▶ **YOUR GOAL**
All of the records below are to be copied exactly.

*** TASK INPUTS Section Begins ***

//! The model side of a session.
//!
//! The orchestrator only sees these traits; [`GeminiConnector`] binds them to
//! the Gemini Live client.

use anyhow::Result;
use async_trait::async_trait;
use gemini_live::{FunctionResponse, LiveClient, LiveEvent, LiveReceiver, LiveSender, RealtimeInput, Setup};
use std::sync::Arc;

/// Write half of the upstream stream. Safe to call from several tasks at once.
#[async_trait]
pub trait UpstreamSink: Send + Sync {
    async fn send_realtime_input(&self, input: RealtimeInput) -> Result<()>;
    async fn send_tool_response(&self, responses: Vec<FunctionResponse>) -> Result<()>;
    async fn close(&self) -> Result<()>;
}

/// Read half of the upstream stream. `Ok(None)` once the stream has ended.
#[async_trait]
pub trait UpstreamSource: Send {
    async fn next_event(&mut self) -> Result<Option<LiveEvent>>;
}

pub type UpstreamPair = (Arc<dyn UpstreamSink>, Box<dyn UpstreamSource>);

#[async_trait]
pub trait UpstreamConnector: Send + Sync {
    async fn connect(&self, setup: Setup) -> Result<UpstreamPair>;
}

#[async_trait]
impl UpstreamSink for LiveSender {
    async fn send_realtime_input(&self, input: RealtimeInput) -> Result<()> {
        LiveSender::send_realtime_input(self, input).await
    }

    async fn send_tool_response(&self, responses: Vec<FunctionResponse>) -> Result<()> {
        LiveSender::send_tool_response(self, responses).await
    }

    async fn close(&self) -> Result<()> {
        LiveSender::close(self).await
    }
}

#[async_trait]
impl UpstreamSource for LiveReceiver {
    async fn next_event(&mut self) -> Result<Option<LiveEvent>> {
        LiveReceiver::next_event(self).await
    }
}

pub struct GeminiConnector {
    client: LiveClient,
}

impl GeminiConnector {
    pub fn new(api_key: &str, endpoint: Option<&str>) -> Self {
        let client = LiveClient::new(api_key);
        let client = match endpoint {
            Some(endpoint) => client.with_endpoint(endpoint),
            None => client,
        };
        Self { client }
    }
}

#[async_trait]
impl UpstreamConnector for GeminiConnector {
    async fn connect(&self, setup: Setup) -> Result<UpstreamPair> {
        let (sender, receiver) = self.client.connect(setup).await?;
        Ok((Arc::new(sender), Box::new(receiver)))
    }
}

*** TASK INPUTS Section Ends ***

▶ **REPLY TO THE TASK**
//! The model side of a session.
//!
//! The orchestrator only sees these traits; [`GeminiConnector`] binds them to
//! the Gemini Live client.

use anyhow::Result;
use async_trait::async_trait;
use gemini_live::{FunctionResponse, LiveClient, LiveEvent, LiveReceiver, LiveSender, RealtimeInput, Setup};
use std::sync::Arc;

/// Write half of the upstream stream. Safe to call from several tasks at once.
#[async_trait]
pub trait UpstreamSink: Send + Sync {
    async fn send_realtime_input(&self, input: RealtimeInput) -> Result<()>;
    async fn send_tool_response(&self, responses: Vec<FunctionResponse>) -> Result<()>;
    async fn close(&self) -> Result<()>;
}

/// Read half of the upstream stream. `Ok(None)` once the stream has ended.
#[async_trait]
pub trait UpstreamSource: Send {
    async fn next_event(&mut self) -> Result<Option<LiveEvent>>;
}

pub type UpstreamPair = (Arc<dyn UpstreamSink>, Box<dyn UpstreamSource>);

#[async_trait]
pub trait UpstreamConnector: Send + Sync {
    async fn connect(&self, setup: Setup) -> Result<UpstreamPair>;
}

#[async_trait]
impl UpstreamSink for LiveSender {
    async fn send_realtime_input(&self, input: RealtimeInput) -> Result<()> {
        LiveSender::send_realtime_input(self, input).await
    }

    async fn send_tool_response(&self, responses: Vec<FunctionResponse>) -> Result<()> {
        LiveSender::send_tool_response(self, responses).await
    }

    async fn close(&self) -> Result<()> {
        LiveSender::close(self).await
    }
}

#[async_trait]
impl UpstreamSource for LiveReceiver {
    async fn next_event(&mut self) -> Result<Option<LiveEvent>> {
        LiveReceiver::next_event(self).await
    }
}

pub struct GeminiConnector {
    client: LiveClient,
}

impl GeminiConnector {
    pub fn new(api_key: &str, endpoint: Option<&str>) -> Self {
        let client = LiveClient::new(api_key);
        let client = match endpoint {
            Some(endpoint) => client.with_endpoint(endpoint),
            None => client,
        };
        Self { client }
    }
}

#[async_trait]
impl UpstreamConnector for GeminiConnector {
    async fn connect(&self, setup: Setup) -> Result<UpstreamPair> {
        let (sender, receiver) = self.client.connect(setup).await?;
        Ok((Arc::new(sender), Box::new(receiver)))
    }
}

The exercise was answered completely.